Sim, sim, gostava de passar uma temporada em Lisboa…Senti-me um pouco jodido quando li Afirma Pereira, do Antonio Tabucchi, porque é exactamente a puta de novela que gostaria de ter feito (risos). Para já, tenho apenas um personagem, um chileno que está em Lisboa na época de Salazar. E alguns apontamentos desordenados que preciso de cozinhar. Uma vez fui a Lisboa com a intenção de começar a escrever, mas não o pude fazer porque a hospitalidade dos lisboetas é doentia. E entendi que não era possível escrever todos os dias. Gosto muito de vaguear por Trás-os-Montes e ir ao sul, no inverno, que é quando não há turistas.
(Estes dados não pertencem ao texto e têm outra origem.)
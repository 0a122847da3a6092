use crate::{
    env::EnvManager,
    error::CliError,
    shutdown::{ExitCode, ShutdownCoordinator, ShutdownSignal},
};
use clap::Parser;
use commands::Commands;
use connectors::sql::{base::executor::DatabaseExecutor, postgres::executor::PgExecutor};
use engine_config::settings::EngineSettings;
use engine_core::{
    ledger::{LedgerStore, sled_store::SledLedgerStore},
    registry::{ClusterRegistry, file::FileClusterRegistry},
};
use engine_runtime::orchestrator::Orchestrator;
use model::{core::identifiers::ExecutionId, execution::request::SubmitRequest};
use std::{path::PathBuf, sync::Arc, time::Duration};
use tracing::{error, info, warn};
use tracing_subscriber::EnvFilter;

mod commands;
mod conn;
mod env;
mod error;
mod output;
mod shutdown;

const POLL_INTERVAL: Duration = Duration::from_millis(250);

#[derive(Parser)]
#[command(
    name = "fanout",
    version = "0.1.0",
    about = "Run read-only SQL across many database clusters"
)]
struct Cli {
    #[arg(long, global = true, help = "Load FANOUT_* variables from this .env file")]
    env_file: Option<PathBuf>,

    #[arg(
        long,
        global = true,
        help = "Cluster inventory file; overrides FANOUT_CLUSTERS_FILE"
    )]
    clusters_file: Option<PathBuf>,

    #[command(subcommand)]
    command: Commands,
}

/// Everything a command may need, wired from settings.
struct App {
    registry: Arc<FileClusterRegistry>,
    orchestrator: Orchestrator,
}

#[tokio::main]
async fn main() {
    // Logs go to stderr so downloads can be piped from stdout
    tracing_subscriber::fmt()
        .with_env_filter(EnvFilter::try_from_default_env().unwrap_or_else(|_| EnvFilter::new("info")))
        .with_writer(std::io::stderr)
        .init();

    let cli = Cli::parse();
    let shutdown = ShutdownCoordinator::install();

    let code = match run(cli, &shutdown).await {
        Ok(()) => ExitCode::Success,
        Err(CliError::ShutdownRequested) => {
            ExitCode::from_signal(shutdown.requested().unwrap_or(ShutdownSignal::Interrupt))
        }
        Err(err) => {
            error!("{err}");
            ExitCode::GeneralError
        }
    };
    std::process::exit(code.as_i32());
}

async fn run(cli: Cli, shutdown: &ShutdownCoordinator) -> Result<(), CliError> {
    let mut env = EnvManager::new();
    if let Some(path) = &cli.env_file {
        env.load_from_file(path)?;
    }
    let mut settings = env.settings()?;
    if let Some(path) = cli.clusters_file {
        settings.clusters_file = path;
    }

    let app = build_app(&settings)?;
    let result = dispatch(&app, cli.command, shutdown).await;

    let report = app.orchestrator.shutdown().await?;
    if !report.drained {
        warn!(aborted = report.aborted, "Some executions were interrupted");
    }
    result
}

fn build_app(settings: &EngineSettings) -> Result<App, CliError> {
    let executor: Arc<dyn DatabaseExecutor> = Arc::new(PgExecutor::new(settings.executor_settings()));
    let registry = Arc::new(FileClusterRegistry::load(
        &settings.clusters_file,
        executor.clone(),
    )?);
    let ledger: Arc<dyn LedgerStore> = Arc::new(SledLedgerStore::open(&settings.state_path)?);

    let orchestrator = Orchestrator::new(
        settings,
        ledger,
        registry.clone() as Arc<dyn ClusterRegistry>,
        executor,
    )?;
    Ok(App {
        registry,
        orchestrator,
    })
}

async fn dispatch(
    app: &App,
    command: Commands,
    shutdown: &ShutdownCoordinator,
) -> Result<(), CliError> {
    match command {
        Commands::Submit {
            sql,
            clusters,
            databases,
            user,
            email,
            description,
            json,
        } => {
            let request = SubmitRequest {
                sql,
                cluster_ids: clusters,
                database_names: databases,
                user_id: user,
                user_email: email,
                description,
            };
            let pending = app.orchestrator.submit(request).await?;
            info!(execution_id = %pending.execution_id, "Waiting for execution to finish");

            let id = ExecutionId::from(pending.execution_id.as_str());
            let view = tokio::select! {
                view = app.orchestrator.wait_for(&id, POLL_INTERVAL) => view?,
                _ = shutdown.cancelled() => {
                    app.orchestrator.cancel(&id).await?;
                    return Err(CliError::ShutdownRequested);
                }
            };

            if json {
                output::print_json(&view)?;
            } else {
                output::print_execution(&view);
            }
        }
        Commands::Status { id, json } => {
            let view = app.orchestrator.status(&ExecutionId::from(id)).await?;
            if json {
                output::print_json(&view)?;
            } else {
                output::print_execution(&view);
            }
        }
        Commands::List {
            user,
            running,
            pending,
            json,
        } => {
            let views = match (user, running, pending) {
                (Some(user), _, _) => app.orchestrator.list_by_user(&user).await?,
                (None, true, _) => app.orchestrator.running().await?,
                (None, false, true) => app.orchestrator.pending().await?,
                (None, false, false) => {
                    return Err(CliError::Config(
                        "pass one of --user, --running or --pending".into(),
                    ));
                }
            };
            if json {
                output::print_json(&views)?;
            } else {
                output::print_executions(&views);
            }
        }
        Commands::Cancel { id } => {
            let id = ExecutionId::from(id);
            if app.orchestrator.cancel(&id).await? {
                println!("Execution '{id}' cancelled");
            } else {
                println!("Execution '{id}' is unknown or already finished");
            }
        }
        Commands::Download { id, output: path } => {
            let bytes = app.orchestrator.download(&ExecutionId::from(id)).await?;
            output::write_bytes(&bytes, path.as_deref()).await?;
        }
        Commands::Files { id, json } => {
            let files = app.orchestrator.files(&ExecutionId::from(id)).await?;
            if json {
                output::print_json(&files)?;
            } else {
                output::print_files(&files);
            }
        }
        Commands::Purge { days } => {
            let report = app.orchestrator.purge(days).await?;
            println!(
                "Purged {} result directories ({} bytes)",
                report.directories, report.bytes
            );
        }
        Commands::Clusters { json } => {
            let clusters = app.registry.list().await;
            if json {
                output::print_json(&clusters)?;
            } else {
                output::print_clusters(&clusters);
            }
        }
        Commands::Discover { cluster } => {
            let cluster = conn::rediscover(&app.registry, cluster).await?;
            output::print_clusters(std::slice::from_ref(&cluster));
        }
        Commands::TestConn { cluster, database } => {
            conn::ping_cluster(&app.registry, cluster, database).await?;
        }
    }

    if shutdown.requested().is_some() {
        return Err(CliError::ShutdownRequested);
    }
    Ok(())
}
use crate::execution::errors::ModelError;
use serde::{Deserialize, Serialize};
use std::{fmt, str::FromStr};

/// Lifecycle of an execution.
///
/// ```text
/// PENDING ──► RUNNING ──► COMPLETED
///    │           │    └─► FAILED
///    └───────────┴──────► CANCELLED
/// ```
///
/// Only cancellation skips RUNNING; an execution that fails before a worker
/// picks it up is first marked RUNNING.
#[derive(Debug, Clone, Copy, PartialEq, Eq, Hash, Serialize, Deserialize)]
#[serde(rename_all = "SCREAMING_SNAKE_CASE")]
pub enum ExecutionStatus {
    Pending,
    Running,
    Completed,
    Failed,
    Cancelled,
}

impl ExecutionStatus {
    pub fn is_terminal(self) -> bool {
        matches!(
            self,
            ExecutionStatus::Completed | ExecutionStatus::Failed | ExecutionStatus::Cancelled
        )
    }

    pub fn description(self) -> &'static str {
        match self {
            ExecutionStatus::Pending => "Pending",
            ExecutionStatus::Running => "Running",
            ExecutionStatus::Completed => "Completed",
            ExecutionStatus::Failed => "Failed",
            ExecutionStatus::Cancelled => "Cancelled",
        }
    }

    pub fn as_str(self) -> &'static str {
        match self {
            ExecutionStatus::Pending => "PENDING",
            ExecutionStatus::Running => "RUNNING",
            ExecutionStatus::Completed => "COMPLETED",
            ExecutionStatus::Failed => "FAILED",
            ExecutionStatus::Cancelled => "CANCELLED",
        }
    }

    /// Whether the ledger may move from `self` to `next`.
    pub fn can_transition_to(self, next: ExecutionStatus) -> bool {
        use ExecutionStatus::*;
        match (self, next) {
            (a, b) if a == b => !a.is_terminal(),
            (Pending, Running) => true,
            (Running, Completed | Failed) => true,
            (Pending | Running, Cancelled) => true,
            _ => false,
        }
    }
}

impl fmt::Display for ExecutionStatus {
    fn fmt(&self, f: &mut fmt::Formatter<'_>) -> fmt::Result {
        f.write_str(self.as_str())
    }
}

impl FromStr for ExecutionStatus {
    type Err = ModelError;

    fn from_str(s: &str) -> Result<Self, Self::Err> {
        match s.trim().to_ascii_uppercase().as_str() {
            "PENDING" => Ok(ExecutionStatus::Pending),
            "RUNNING" => Ok(ExecutionStatus::Running),
            "COMPLETED" => Ok(ExecutionStatus::Completed),
            "FAILED" => Ok(ExecutionStatus::Failed),
            "CANCELLED" => Ok(ExecutionStatus::Cancelled),
            other => Err(ModelError::UnknownStatus(other.to_string())),
        }
    }
}

/// Outcome of one (cluster, database) target.
#[derive(Debug, Clone, Copy, PartialEq, Eq, Hash, Serialize, Deserialize)]
#[serde(rename_all = "SCREAMING_SNAKE_CASE")]
pub enum TargetStatus {
    Pending,
    Completed,
    Failed,
}

impl TargetStatus {
    pub fn as_str(self) -> &'static str {
        match self {
            TargetStatus::Pending => "PENDING",
            TargetStatus::Completed => "COMPLETED",
            TargetStatus::Failed => "FAILED",
        }
    }
}

impl fmt::Display for TargetStatus {
    fn fmt(&self, f: &mut fmt::Formatter<'_>) -> fmt::Result {
        f.write_str(self.as_str())
    }
}
use bigdecimal::BigDecimal;
use chrono::{DateTime, NaiveDate, NaiveDateTime, NaiveTime, Utc};

/// A column value as decoded from the driver, before normalization.
///
/// Variants follow the source type families the normalizer distinguishes;
/// anything without a dedicated rule is carried as its default text form.
#[derive(Debug, Clone, PartialEq)]
pub enum NativeValue {
    Null,
    Timestamp(NaiveDateTime),
    TimestampTz(DateTime<Utc>),
    Date(NaiveDate),
    Time(NaiveTime),
    TimeTz {
        time: NaiveTime,
        /// Seconds east of UTC.
        offset_seconds: i32,
    },
    Decimal(BigDecimal),
    Boolean(bool),
    Int(i64),
    Float(f64),
    Binary(Vec<u8>),
    /// Character large object, read in full.
    Clob(String),
    /// Binary large object, read in full.
    Blob(Vec<u8>),
    Array(Vec<NativeValue>),
    Other(String),
}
Mais Alentejo do que Algarve. Curiosamente, estou há quase dez anos a escrever uma novela de piratas (risos). Bom…já tenho 600 páginas. Uma das personagens é um alentejano, porque existiu realmente um pirata alentejano. Ou melhor, não sei se era alentejano, mas chamavam-no Sebastião do Alentejo. E ficou na história. As pessoas confundem os piratas com os corsários, mas não são a mesma coisa. Os piratas eram homens livres do mar, os corsários eram mercenários. E piratas de verdade só existiram no mediterrâneo e no Estreito de Magalhães. Aqui, entre o ano 1600 e finais, existiram duas grandes confrarias de piratas. Uma chamava-se Confraria do Leão Ferido e tinham um código de conduta que, 300 anos depois, vês reproduzido no Manifesto Comunista. A sua bandeira não era a típica dos piratas, negra, com dois ossos e a caveira. Era, sim, metade vermelha, metade negra. Um grande historiador francês, chamado Gilles Lapouge, escreveu um livro onde menciona esta confraria e defende uma teoria em que eu acredito: a de que a bandeira vermelha e preta da anarquia vem da pirataria. Porque os postulados que defendiam estão reproduzidos nos documentos anarquistas. Ou seja, a justiça praticada dia-a-dia, mas não como instrumento de castigo. Bem, continuo a investigar, demora tempo. Primeiro, porque não havia nenhum dicionário de calão marítimo dessa época em espanhol e consultei outros em alemão, português, inglês e já tenho duas mil palavras. Pelo menos, já estou seguro: se a novela for má, o dicionário é bom (risos).
Continua ligado ao movimento Greenpeace?
Continuo a colaborar com eles em tudo o que posso, mas tenho certas discrepâncias com o movimento. Não gosto de ser nostálgico, mas acho que as coisas mudaram para pior. Recentemente, estive num lugar da costa catalã para participar numa campanha do Rainbow Warrior, que intercetou um barco que trazia um carregamento de espécies florestais protegidas da Libéria declaradas como eucaliptos. Tive a sorte de reencontrar o velho Petel, capitão do Rainbow Warrior, um norte-americano muito boa pessoa, e disse-lhe: “Vamos comprar umas garrafas de whisky e emborrachar-nos na popa por conta dos bons velhos tempos”. Ao que ele me respondeu: “Não pode ser, agora não se bebe a bordo. E também não se fuma. Agora vê-se por aí cada imbecil. São vegetarianos, não fumam, não bebem, dá asco”. É tudo boa gente, é evidente, arriscam a vida por estas causas. Mas são saudáveis como um iogurte, têm uma versão «light» da vida…No meu tempo, depois de estar às vezes 24 horas molhado até aos ossos, o que tu querias era beber um copo!